Chicken Ouzi Like Restaurants

A famous and elegant Arabic dish, often served at special occasions and gatherings. The secret to restaurant-style Ouzi lies in marinating the chicken well, the flavorful basmati rice, and attractive presentation.

Cooking Time

60 minutes

Serves

4 people

Ingredients

  • Whole chicken, cut into 8 pieces

  • 1 small onion, finely chopped

  • 3 garlic cloves, minced

  • 3 tablespoons olive oil

  • 2 tablespoons lemon juice

  • 1 tablespoon white vinegar

  • 1 teaspoon salt

  • ½ teaspoon black pepper

  • 1 teaspoon chicken seasoning

  • 1 teaspoon paprika

  • ¼ teaspoon ground cardamom

  • ¼ teaspoon ground cinnamon

  • 3 cups basmati rice

  • 1 cup green peas

  • 1 medium carrot, chopped

  • ¼ cup pine nuts (for garnish)

  • 1 tablespoon ghee or butter

  • 6 cups chicken broth

  • Salt to taste

  • ½ teaspoon black pepper

  • 1 teaspoon mixed spices

  • 4 whole cardamom pods

  • 2 bay leaves (optional)

  • Chopped parsley (for garnish)

  • ½ teaspoon ground cinnamon (for rice)

Instructions

  1. Marinate the chicken:

    • In a bowl, mix the chopped onion, minced garlic, olive oil, lemon juice, vinegar, salt, black pepper, chicken seasoning, paprika, ground cardamom, and ground cinnamon.
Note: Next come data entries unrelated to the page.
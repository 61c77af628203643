use crate::geometry::{Offset, Size};

/// A straight guide line from `start` to `end`.
#[derive(Debug, Clone, Copy, PartialEq)]
pub struct Line {
    pub start: Offset,
    pub end: Offset,
}

/// Lazy sequence of grid guide lines for a viewport.
///
/// Horizontal lines come first (`y = 0, g, 2g, ...` while `y < height`), then
/// vertical lines (`x = 0, g, ...` while `x < width`). The iterator is finite
/// and `Clone`, so a renderer can restart it by cloning before iterating.
///
/// # Example
/// ```
/// use flow_designer::{grid_lines, Size};
///
/// let lines = grid_lines(Size::new(100.0, 50.0), 25.0);
/// assert_eq!(lines.clone().count(), 2 + 4);
/// ```
#[derive(Debug, Clone)]
pub struct GridLines {
    view: Size,
    spacing: f32,
    // Index of the next horizontal line, then of the next vertical line.
    row: u32,
    column: u32,
}

/// Create the grid line sequence for the given viewport and grid size.
///
/// Yields nothing when the viewport is smaller than one grid cell in either
/// dimension, or when `grid_size` is not a positive number.
pub fn grid_lines(view: Size, grid_size: f32) -> GridLines {
    GridLines {
        view,
        spacing: grid_size,
        row: 0,
        column: 0,
    }
}

impl GridLines {
    fn is_empty_grid(&self) -> bool {
        self.spacing.is_nan()
            || self.spacing <= 0.0
            || self.view.width < self.spacing || self.view.height < self.spacing
    }

    fn rows(&self) -> u32 {
        (self.view.height / self.spacing).ceil() as u32
    }

    fn columns(&self) -> u32 {
        (self.view.width / self.spacing).ceil() as u32
    }
}

impl Iterator for GridLines {
    type Item = Line;

    fn next(&mut self) -> Option<Line> {
        if self.is_empty_grid() {
            return None;
        }

        if self.row < self.rows() {
            let y = self.row as f32 * self.spacing;
            self.row += 1;
            return Some(Line {
                start: Offset::new(0.0, y),
                end: Offset::new(self.view.width, y),
            });
        }

        if self.column < self.columns() {
            let x = self.column as f32 * self.spacing;
            self.column += 1;
            return Some(Line {
                start: Offset::new(x, 0.0),
                end: Offset::new(x, self.view.height),
            });
        }

        None
    }

    fn size_hint(&self) -> (usize, Option<usize>) {
        if self.is_empty_grid() {
            return (0, Some(0));
        }
        let remaining = (self.rows() - self.row.min(self.rows())) as usize
            + (self.columns() - self.column.min(self.columns())) as usize;
        (remaining, Some(remaining))
    }
}

impl ExactSizeIterator for GridLines {}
    • Rinse and pat dry the chicken pieces.

    • Make shallow cuts in the chicken pieces to help the marinade penetrate.

    • Coat the chicken evenly with the marinade, cover, and refrigerate for at least 2 hours, preferably overnight.

  2. Brown the chicken:

    • Heat 2 tablespoons of oil in a large pot over medium heat.

    • Brown the marinated chicken pieces on all sides until golden.

  3. Bake the chicken:

    • Place the browned chicken in a baking dish with a little water or chicken broth.

    • Cover the dish with aluminum foil.

    • Bake in a preheated oven at 180°C (350°F) for 45-60 minutes until fully cooked.

    • Remove the foil and broil for 5-10 minutes until the chicken turns golden and crispy.

  4. Prepare the rice:

    • In the same pot, heat the ghee and toast the pine nuts until golden. Remove and set aside.

    • Add peas and chopped carrot to the pot and sauté for 3-5 minutes.

    • Drain the soaked rice and add it to the vegetables, gently mixing.

    • Season with salt, black pepper, ground cinnamon, mixed spices, whole cardamom pods, and bay leaves.

    • Pour chicken broth over the rice.

    • Bring to a boil on high heat, then reduce to very low heat, cover tightly, and cook for 20-30 minutes until the rice absorbs the liquid and is fully cooked.

    • Remove from heat and keep covered for 10 minutes to allow the rice to settle.

  5. Assemble and serve:

    • Grease a deep glass or ceramic bowl lightly with oil.

    • Place a layer of the browned chicken pieces at the bottom.

    • Fill the bowl with the cooked, spiced rice and press gently with the back of a spoon to compact.

    • Place a large serving plate over the bowl and carefully invert it to release the molded Ouzi onto the plate.

    • Garnish with toasted pine nuts and chopped parsley.

    • Serve hot with yogurt or cucumber yogurt salad.